If you have a low pitched roof, it’s important to keep some pointers in mind when it comes time to decide what roof style you want for your home.

What Is a Low Pitched Roof?

Low pitched roofs are roofs with a very minimal slope. These types of roofs will require additional waterproofing materials and a few extra protections as they won’t shed water as easily.

Typical roof pitches measure 6:12, meaning that for every 12 horizontal feet, the roof increases 6 feet vertically. With a low pitched roof, however, the roof may only change ¼ foot (3 inches) vertically per every 12 horizontal feet. The steepest low pitched roof measures 4:12, increasing 4 vertical feet every 12 horizontal feet.

Concerns With Low Pitched Roof

As can be expected, there are a few concerns that come with low pitched roofs.

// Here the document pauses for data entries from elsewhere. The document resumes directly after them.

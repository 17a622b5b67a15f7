use std::{path::PathBuf, time::Duration};

use directories::BaseDirs;
use figment::{
    Figment,
    providers::{Env, Format, Serialized, Toml},
};
use serde::{Deserialize, Serialize};

use crate::{
    dispatch::Repository,
    errors::{AppError, Result},
    protocol::DEFAULT_MAX_FRAME_BYTES,
    server::ServerOptions,
};

#[derive(Debug, Clone, Deserialize, Serialize)]
pub struct Config {
    #[serde(default = "default_bind_host")]
    pub bind_host: String,
    /// 0 binds an ephemeral port; the bound address is logged.
    #[serde(default)]
    pub bind_port: u16,
    #[serde(default = "default_read_timeout_seconds")]
    pub read_timeout_seconds: u64,
    #[serde(default = "default_max_frame_bytes")]
    pub max_frame_bytes: usize,
    #[serde(default)]
    pub repositories: Vec<Repository>,
}

impl Default for Config {
    fn default() -> Self {
        Self {
            bind_host: default_bind_host(),
            bind_port: 0,
            read_timeout_seconds: default_read_timeout_seconds(),
            max_frame_bytes: default_max_frame_bytes(),
            repositories: Vec::new(),
        }
    }
}

impl Config {
    pub fn server_options(&self) -> ServerOptions {
        ServerOptions {
            read_timeout: Duration::from_secs(self.read_timeout_seconds),
            max_frame_bytes: self.max_frame_bytes,
        }
    }
}

pub fn load() -> Result<Config> {
    let path = config_path()?;
    let mut figment =
        Figment::from(Serialized::defaults(Config::default())).merge(Env::prefixed("HOOKGATE_"));

    if path.exists() {
        figment = figment.merge(Toml::file(&path));
    }

    figment.extract().map_err(|_| AppError::ConfigLoad)
}

pub fn config_path() -> Result<PathBuf> {
    let Some(base_dirs) = BaseDirs::new() else {
        return Err(AppError::HomeDirUnavailable);
    };
    Ok(base_dirs.config_dir().join("hookgate").join("config.toml"))
}

pub fn data_dir() -> Result<PathBuf> {
    let Some(base_dirs) = BaseDirs::new() else {
        return Err(AppError::HomeDirUnavailable);
    };
    Ok(base_dirs.data_dir().join("hookgate"))
}

pub fn pid_path() -> Result<PathBuf> {
    Ok(data_dir()?.join("hookgate.pid"))
}

fn default_bind_host() -> String {
    "127.0.0.1".to_string()
}

fn default_read_timeout_seconds() -> u64 {
    30
}

fn default_max_frame_bytes() -> usize {
    DEFAULT_MAX_FRAME_BYTES
}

No matter what the climate is like where you live, these are a few common concerns to keep in mind.


Low pitched roofs have a harder time shedding rainwater than steeper pitched roofs. While they will certainly have an advantage over flat roofs, low pitched roofs need to be equipped with extra waterproofing materials to avoid leaks and drainage issues later on. 

Debris Buildup

Because low pitched roofs don’t have gravity working for them, it’s much more likely that debris that lands on your roof will get stuck and stay there. This can be anything from twigs and branches that come from nearby trees to trash and dirt that blows in with the wind.

Debris buildup can lower property value and damage your roof, so it’s important that low pitched roofs are frequently cleaned and inspected for debris and damage. 

Direct Sunlight

Direct sunlight may seem like a great thing if you have solar panels, but it can cause damage to your roofing materials if you have a low pitched roof. Ultraviolet rays can really harm your roof, with or without solar panels, so it’s important to invest in roofing materials that can take the heat.

I Have a Low Pitched Roof, What Are My Roof Style Options?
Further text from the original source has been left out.